The financial impact of the Great Central Railway's London Extension
Tony Sheward, Railway and Canal History Society
By internet link via the RCHS Journal, 2021
Article review
This 68-page un-illustrated article has been offered by the RCHS in its journal via an internet link. It seems to have been written by an accountant and contains a great deal of tabulated data and the odd graph. However, it also contains an attempted history of the railways involved in conceiving and building the GCR London Extension and tries to draw historical conclusions that are beyond the article's remit. It does not appear to have been peer reviewed nor checked for accuracy.
One financial aspect glossed over is that GWR funding for the Banbury Branch seems never to have been repaid. Indeed, I would go on to say that the GWR was shrewder than the GCR in seeing its potential, soon operating far more stock over it (to the chagrin of the GCR), and being the first to introduce passenger services over it. Other financial aspects I shall come to.
A significant fault is omission of the Extension's financial raison d'etre (lucrative coal traffic), and that it was always an extension and part of the whole. This is why no accounts were prepared for it.
The author then invents two "Phases I and II" which he claims depend on:
- chronology ("1894-1899" and "1900-1906")
- and geography (the line from Annesley to London (I) - and (II) the Banbury Branch and the GW&GCJ line, the latter presented as part of the London Extension, which it was not).
And misappropriates things with events outside these dates. For example, the Banbury Branch was proposed and built while the line to London was being built - it was not a later addition. Nor was the Met's quadrupling of the line south of Harrow to relieve congestion close to Marylebone and Baker St., which took an eye-watering five years (1896-1901) and was later leased to the GCR.
By contrast, the GW&GCJ line was an unplanned, opportunistic development with the GWR which came about after the Extension was opened and whose main purpose for the GCR was as a relief line to the Met's although only some of the long distance expresses used it. However, this joint line in territory adjacent to the Extension enabled unforeseen consequences, primarily instigation of a London suburban service - and an awakening in the Met that sharing suburban services would benefit both companies, under what later became the GC&MetJ Committee. And a goods pick-up service which had previously not been provided.
The author omits many changes of plan, and this is crucial because parts of the London Extension were poorly planned or not envisaged at the outset - which is not unknown in major construction projects - and there were quite a few faux pas which cast doubt on the efficacy of Watkin and the MSLR/GCR board - and the Metropolitan Railway's. I have a detailed account of all this and the consequences in the pipeline. A key example concerns opening a terminus in London which, uniquely in the Capital, had no suburban service - a financial milch cow for all the other railways. And from 1894 (after Watkin's retirement, just as construction of the Extension started), the Metropolitan's counter-productive tactics. It is a moot point as to how much Watkin bequeathed to the GCR and how much had to be undone with attendant increase in time, effort and cost.

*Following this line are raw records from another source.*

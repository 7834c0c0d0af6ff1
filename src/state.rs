use std::collections::VecDeque;

use chrono::{DateTime, Local};

use crate::live_fetch::LiveMatch;
use crate::player_stats::{self, H2hSummary, PlayerTotals, RecentStats};
use crate::profit::{ProjectionRow, SettlementReport};
use crate::rankings::ALL_METRICS;
use crate::results_fetch::{MatchRecord, MAIN_LEAGUES};
use crate::saved_games::{SavedGame, SavedGames};

const LOG_CAPACITY: usize = 50;

pub const MAX_H2H_WINDOW: usize = 10;
pub const MAX_INDIVIDUAL_WINDOW: usize = 20;
pub const MIN_ODDS: f64 = 1.50;
pub const MAX_ODDS: f64 = 3.00;
pub const ODDS_STEP: f64 = 0.05;
pub const DEFAULT_ODDS: f64 = 1.90;

#[derive(Debug, Clone, Copy, PartialEq, Eq)]
pub enum Tab {
    AoVivo,
    Radar,
    Dicas,
    Previsao,
    Rankings,
    Manual,
    Ganhos,
    Salvos,
}

pub const TABS: [Tab; 8] = [
    Tab::AoVivo,
    Tab::Radar,
    Tab::Dicas,
    Tab::Previsao,
    Tab::Rankings,
    Tab::Manual,
    Tab::Ganhos,
    Tab::Salvos,
];

impl Tab {
    pub fn label(self) -> &'static str {
        match self {
            Tab::AoVivo => "Ao Vivo",
            Tab::Radar => "Radar",
            Tab::Dicas => "Dicas",
            Tab::Previsao => "Previsão IA",
            Tab::Rankings => "Rankings",
            Tab::Manual => "Análise Manual",
            Tab::Ganhos => "Ganhos & Perdas",
            Tab::Salvos => "Jogos Salvos",
        }
    }
}

#[derive(Debug, Clone, Copy, PartialEq, Eq)]
pub enum ManualFocus {
    Player1,
    Player2,
    H2hWindow,
    IndividualWindow,
}

impl ManualFocus {
    pub fn next(self) -> Self {
        match self {
            ManualFocus::Player1 => ManualFocus::Player2,
            ManualFocus::Player2 => ManualFocus::H2hWindow,
            ManualFocus::H2hWindow => ManualFocus::IndividualWindow,
            ManualFocus::IndividualWindow => ManualFocus::Player1,
        }
    }
}

/// Output of one manual head-to-head analysis run.
#[derive(Debug, Clone, PartialEq)]
pub struct ManualReport {
    pub player1: String,
    pub player2: String,
    pub recent1: RecentStats,
    pub recent2: RecentStats,
    pub h2h: H2hSummary,
    pub btts_tip: Option<String>,
}

#[derive(Debug, Clone, PartialEq)]
pub struct ManualAnalysis {
    pub player1: usize,
    pub player2: usize,
    pub focus: ManualFocus,
    pub h2h_window: usize,
    pub individual_window: usize,
    pub report: Option<ManualReport>,
}

impl Default for ManualAnalysis {
    fn default() -> Self {
        Self {
            player1: 0,
            player2: 0,
            focus: ManualFocus::Player1,
            h2h_window: MAX_H2H_WINDOW,
            individual_window: 10,
            report: None,
        }
    }
}

/// Everything the dashboard renders from. All derived tables are rebuilt on
/// every refresh; nothing here is mutated incrementally.
pub struct AppState {
    pub tab: Tab,
    pub results: Vec<MatchRecord>,
    pub live: Vec<LiveMatch>,
    pub totals: Vec<PlayerTotals>,
    pub players: Vec<String>,
    pub selected: usize,
    pub tips_league: usize,
    pub tips_selected: usize,
    pub prediction_scroll: usize,
    pub ranking_metric: usize,
    pub profit_player: usize,
    pub odds: f64,
    pub manual: ManualAnalysis,
    pub saved: SavedGames,
    pub settlement: Option<SettlementReport>,
    pub projection: Vec<ProjectionRow>,
    pub logs: VecDeque<String>,
    pub last_refresh: Option<DateTime<Local>>,
    pub help_overlay: bool,
}

impl AppState {
    pub fn new() -> Self {
        Self {
            tab: Tab::AoVivo,
            results: Vec::new(),
            live: Vec::new(),
            totals: Vec::new(),
            players: Vec::new(),
            selected: 0,
            tips_league: 0,
            tips_selected: 0,
            prediction_scroll: 0,
            ranking_metric: 0,
            profit_player: 0,
            odds: DEFAULT_ODDS,
            manual: ManualAnalysis::default(),
            saved: SavedGames::new(),
            settlement: None,
            projection: Vec::new(),
            logs: VecDeque::new(),
            last_refresh: None,
            help_overlay: false,
        }
    }

    pub fn push_log(&mut self, line: impl Into<String>) {
        if self.logs.len() == LOG_CAPACITY {
            self.logs.pop_front();
        }
        self.logs.push_back(line.into());
    }

    /// Installs a freshly fetched snapshot and rebuilds every derived table.
    pub fn apply_snapshot(&mut self, results: Vec<MatchRecord>, live: Vec<LiveMatch>) {
        self.totals = player_stats::all_player_totals(&results);
        self.players = self.totals.iter().map(|t| t.player.clone()).collect();
        self.results = results;
        self.live = live;
        self.last_refresh = Some(Local::now());

        self.selected = clamp_index(self.selected, self.live.len());
        self.profit_player = clamp_index(self.profit_player, self.players.len());
        self.manual.player1 = clamp_index(self.manual.player1, self.players.len());
        self.manual.player2 = clamp_index(self.manual.player2, self.players.len());

        if self.results.is_empty() {
            self.push_log("[WARN] Nenhum resultado histórico disponível");
        }
        if self.live.is_empty() {
            self.push_log("[WARN] Nenhuma partida ao vivo no momento");
        }
    }

    pub fn selected_live(&self) -> Option<&LiveMatch> {
        self.live.get(self.selected)
    }

    pub fn tips_league_name(&self) -> &'static str {
        MAIN_LEAGUES[self.tips_league % MAIN_LEAGUES.len()]
    }

    pub fn cycle_tips_league(&mut self) {
        self.tips_league = (self.tips_league + 1) % MAIN_LEAGUES.len();
        self.tips_selected = 0;
    }

    pub fn cycle_ranking_metric(&mut self) {
        self.ranking_metric = (self.ranking_metric + 1) % ALL_METRICS.len();
    }

    pub fn odds_up(&mut self) {
        self.odds = (self.odds + ODDS_STEP).min(MAX_ODDS);
    }

    pub fn odds_down(&mut self) {
        self.odds = (self.odds - ODDS_STEP).max(MIN_ODDS);
    }

    /// Moves whatever selection the active tab owns.
    pub fn select_next(&mut self) {
        match self.tab {
            Tab::AoVivo => self.selected = next_index(self.selected, self.live.len()),
            Tab::Dicas => self.tips_selected = self.tips_selected.saturating_add(1),
            Tab::Previsao => self.prediction_scroll = self.prediction_scroll.saturating_add(1),
            Tab::Ganhos => {
                self.profit_player = next_index(self.profit_player, self.players.len());
            }
            Tab::Manual => self.manual_adjust(1),
            _ => {}
        }
    }

    pub fn select_prev(&mut self) {
        match self.tab {
            Tab::AoVivo => self.selected = prev_index(self.selected),
            Tab::Dicas => self.tips_selected = self.tips_selected.saturating_sub(1),
            Tab::Previsao => self.prediction_scroll = self.prediction_scroll.saturating_sub(1),
            Tab::Ganhos => self.profit_player = prev_index(self.profit_player),
            Tab::Manual => self.manual_adjust(-1),
            _ => {}
        }
    }

    fn manual_adjust(&mut self, delta: i64) {
        match self.manual.focus {
            ManualFocus::Player1 => {
                self.manual.player1 = step_index(self.manual.player1, delta, self.players.len());
            }
            ManualFocus::Player2 => {
                self.manual.player2 = step_index(self.manual.player2, delta, self.players.len());
            }
            ManualFocus::H2hWindow => {
                self.manual.h2h_window = step_window(self.manual.h2h_window, delta, MAX_H2H_WINDOW);
            }
            ManualFocus::IndividualWindow => {
                self.manual.individual_window =
                    step_window(self.manual.individual_window, delta, MAX_INDIVIDUAL_WINDOW);
            }
        }
    }

    /// Runs the manual head-to-head analysis for the currently selected pair.
    pub fn run_manual_analysis(&mut self) {
        let (Some(p1), Some(p2)) = (
            self.players.get(self.manual.player1).cloned(),
            self.players.get(self.manual.player2).cloned(),
        ) else {
            self.push_log("[INFO] Selecione ambos os jogadores");
            return;
        };
        if p1 == p2 {
            self.push_log("[WARN] Selecione jogadores diferentes");
            return;
        }

        let recent1 = player_stats::recent_stats(&self.results, &p1, self.manual.individual_window);
        let recent2 = player_stats::recent_stats(&self.results, &p2, self.manual.individual_window);
        let h2h = player_stats::head_to_head(&self.results, &p1, &p2, self.manual.h2h_window);
        let btts_tip = player_stats::btts_suggestion(&recent1, &recent2, &h2h);

        self.manual.report = Some(ManualReport {
            player1: p1,
            player2: p2,
            recent1,
            recent2,
            h2h,
            btts_tip,
        });
    }

    /// Saves the highlighted live matchup into the session store.
    pub fn save_selected_live(&mut self) {
        let Some(m) = self.selected_live() else {
            self.push_log("[INFO] Nenhum jogo selecionado");
            return;
        };
        let saved_at = Local::now().format("%d/%m/%Y %H:%M:%S").to_string();
        let game = SavedGame::from_live(m, saved_at);
        let label = format!("{} x {}", game.mandante, game.visitante);
        self.saved.save(game);
        self.push_log(format!("[INFO] Jogo salvo: {label}"));
    }

    /// Settles saved games against the current results table and rebuilds the
    /// odds-sweep projection. The settlement table uses a fixed 1.60 base
    /// odd; the projection sweeps the full range.
    pub fn refresh_settlement(&mut self) {
        let now = Local::now().time();
        self.settlement = Some(crate::profit::settle_saved_games(
            self.saved.games(),
            &self.results,
            1.60,
            now,
        ));
        self.projection = crate::profit::profit_projection(self.saved.games(), &self.results);
        self.push_log("[INFO] Análise de resultados atualizada");
    }

    pub fn clear_saved(&mut self) {
        self.saved.clear();
        self.settlement = None;
        self.projection.clear();
        self.push_log("[INFO] Jogos salvos removidos");
    }
}

impl Default for AppState {
    fn default() -> Self {
        Self::new()
    }
}

fn clamp_index(index: usize, len: usize) -> usize {
    if len == 0 { 0 } else { index.min(len - 1) }
}

fn next_index(index: usize, len: usize) -> usize {
    if len == 0 { 0 } else { (index + 1).min(len - 1) }
}

fn prev_index(index: usize) -> usize {
    index.saturating_sub(1)
}

fn step_index(index: usize, delta: i64, len: usize) -> usize {
    if delta >= 0 {
        next_index(index, len)
    } else {
        prev_index(index)
    }
}

fn step_window(value: usize, delta: i64, max: usize) -> usize {
    if delta >= 0 {
        (value + 1).min(max)
    } else {
        value.saturating_sub(1).max(1)
    }
}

As regards the route over the Metropolitan it isn't good enough to say that "doubts were expressed" when the junction at Aylesbury was so sharp and so poorly signalled that an ineffectual speed limit of 15mph was imposed in the hope of mitigating against an accident waiting to happen, which it soon did in 1904, and seriously. It would have been more cost-effective to have engineered a solution before rather than after the event.
One might also question competence in several aspects of the original passenger service, including over-spending on catering carriages for the new expresses, which was soon seen as mistaken and had to be replaced. By contrast the secondary service was dire and that also had to be replaced.
The author uses the two "phases" he has invented to say that on one hand "Until Phase II was completed in 1906, the full potential to develop more traffic was not available" and contradicts it with "the London Extension after two Phases ended up being over-scoped for the likely traffic and more costly than continued co-operation with the MR" (by "MR" he means the Metropolitan Railway). But this doesn't stack up in three regards - with the line's raison d'etre; because the Met reduced cooperation after Watkin's retirement; and because the Extension suffered the precise opposite in under-capacity, which had deleterious consequences and required attempts to find solutions unknown to other railways. Indeed, under-capacity was a reason for its rundown by the LMR and eventual closure. How ironic that the most successful part - the London suburban traffic - prospers to this day, despite not having been part of the original scenario.
To conclude, the financial aspects were dealt with fulsomely by Martin Bloxsom and Robert Emblin in a main-stream article in Back Track (May 1996) - which is more knowledgable and isn't referenced by Sheward. The main problem is that this author's consideration of the historical events is poor and based on fabrication.